Die Aussagen Jean-Marie Le Pens zu den Foltermethoden stehen in direktem Widerspruch zu verschiedenen Aussagen ehemaliger, hochrangiger Militärs, die unumwunden eingeräumt haben, dass während des Algerienkriegs systematisch Folter und Erschießungen stattgefunden haben. Zwei hochrangige Generäle a.D. hatten im Jahr 2001 gegenüber der Tageszeitung Le Monde zugegeben, im Algerienkrieg in den Jahren 1954 bis 62 Angehörige der FLN, der damaligen algerischen Befreiungsbewegung, gefoltert, misshandelt und liquidiert zu haben.
Der im Jahr 2002 verstorbene General a.D. Jacques Massu, im Jahr 1957 Chef der berüchtigten "Paras" (10. Fallschirmspringerdivision), und sein damaliger Stellvertreter, der im Jahr 2013 verstorbbene General Paul Aussaresses, damals Leiter des französischen Geheimdiensts in Algier, bestätigten gegenüber Le Monde, dass über 3.000 Gefangene, die damals als "verschwunden" galten, in Wirklichkeit exekutiert worden waren.
Aussaresses erklärte, Folter und Mord hätten im Jahr 1957 zum festen Bestandteil der französischen Kriegspolitik gehört. Er brüstete sich, Mittel angewandt zu haben, die auch durch das Kriegsrecht nicht gedeckt waren, seinen Untergebenen den Befehl zu töten gegeben und 24 FLN-Angehörige eigenhändig liquidiert zu haben. Und er ergänzte: "Ich bereue es nicht."

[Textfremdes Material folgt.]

use std::sync::Arc;
use std::time::Duration;

use tracing::{debug, warn};

use crate::error::ProtocolError;
use crate::protocol::connection::{ConnectionPhase, ConnectionState};
use crate::protocol::identity::ConnectionIdentity;
use crate::replay::ReplaySubmitter;
use crate::utils::metrics::{global_stats, EventKind, EventTimestamps, StatsRecorder};
use crate::utils::time::elapsed_between;

/// Boundary between the parser and its collaborators.
/// Hands queries to replay and finished outcomes to statistics; never blocks.
#[derive(Clone)]
pub struct Dispatcher {
    replay: Arc<dyn ReplaySubmitter>,
    stats: Arc<dyn StatsRecorder>,
}

impl Dispatcher {
    pub fn new(replay: Arc<dyn ReplaySubmitter>, stats: Arc<dyn StatsRecorder>) -> Self {
        Self { replay, stats }
    }

    /// Dispatcher reporting into the process-wide [`global_stats`] counters
    pub fn with_global_stats(replay: Arc<dyn ReplaySubmitter>) -> Self {
        Self::new(replay, Arc::new(global_stats()))
    }

    /// Start a query: the previous one, if still unresolved, is marked incomplete
    pub fn dispatch_query(&self, ts: Duration, query: String, state: &mut ConnectionState) {
        let identity = state.identity();

        if state.phase() == ConnectionPhase::AwaitingResult {
            let err = ProtocolError::UnexpectedOrigin {
                key: identity.correlation_key(),
            };
            warn!(
                previous = %state.last_executed_query_info().query,
                "{err}: query arrived before the previous result completed"
            );
            self.abandon_in_flight(ts, state, EventKind::UnexpectedOrigin);
        }

        state.begin_query(query, ts);

        let submitted =
            self.replay
                .submit_query(identity, &state.last_executed_query_info().query, ts);
        match submitted {
            Ok(handle) => state.attach_replay_handle(handle),
            Err(e) => warn!(
                key = identity.correlation_key(),
                error = %e,
                "Replay submission failed; query tracked without replay"
            ),
        }

        debug!(
            key = identity.correlation_key(),
            query = %state.last_executed_query_info().query,
            "Dispatched query"
        );
        self.stats.record_event(
            EventKind::QueryDispatched,
            identity,
            &EventTimestamps::for_query(ts, ts),
        );
    }

    /// Close the in-flight query as completed and report its outcome
    pub fn dispatch_result(&self, ts: Duration, state: &mut ConnectionState) {
        let identity = state.identity();
        let info = state.finish_query(ts);

        debug!(
            key = identity.correlation_key(),
            rows = info.result.rows_sent,
            error_code = ?info.result.error_code,
            captured_us = elapsed_between(info.begin_capture_ts, ts).as_micros() as u64,
            "Dispatched result"
        );
        self.stats.record_query_info(identity, info);
        self.stats.record_event(
            EventKind::ResultDispatched,
            identity,
            &EventTimestamps::for_query(ts, info.begin_capture_ts),
        );
    }

    /// Mark the in-flight query incomplete and report it along with why.
    /// The record is handed over before anything can replace it.
    pub fn abandon_in_flight(&self, ts: Duration, state: &mut ConnectionState, reason: EventKind) {
        let identity = state.identity();
        let info = state.abandon_query(ts);

        debug!(
            key = identity.correlation_key(),
            query = %info.query,
            ?reason,
            "Abandoned in-flight query"
        );
        self.stats.record_query_info(identity, info);
        self.stats.record_event(
            reason,
            identity,
            &EventTimestamps::for_query(ts, info.begin_capture_ts),
        );
    }

    /// Tell replay that a session ended
    pub fn session_closed(&self, identity: ConnectionIdentity) {
        if let Err(e) = self.replay.session_closed(identity) {
            warn!(key = identity.correlation_key(), error = %e, "Failed to close replay session");
        }
    }

    #[inline]
    pub fn record(&self, kind: EventKind, identity: ConnectionIdentity, ts: Duration) {
        self.stats.record_event(kind, identity, &EventTimestamps::at(ts));
    }
}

Die umstrittenen Aussagen Jean-Marie Le Pens in seinen Memoiren dürften den Parteitag am 10. März in Lille in schwere Turbulenzen stürzen. Genau dieses Thema, die Vergangenheit des Front National, wollte Marine Le Pen loswerden. Nun holen sie die Geister der Vergangenheit wieder ein.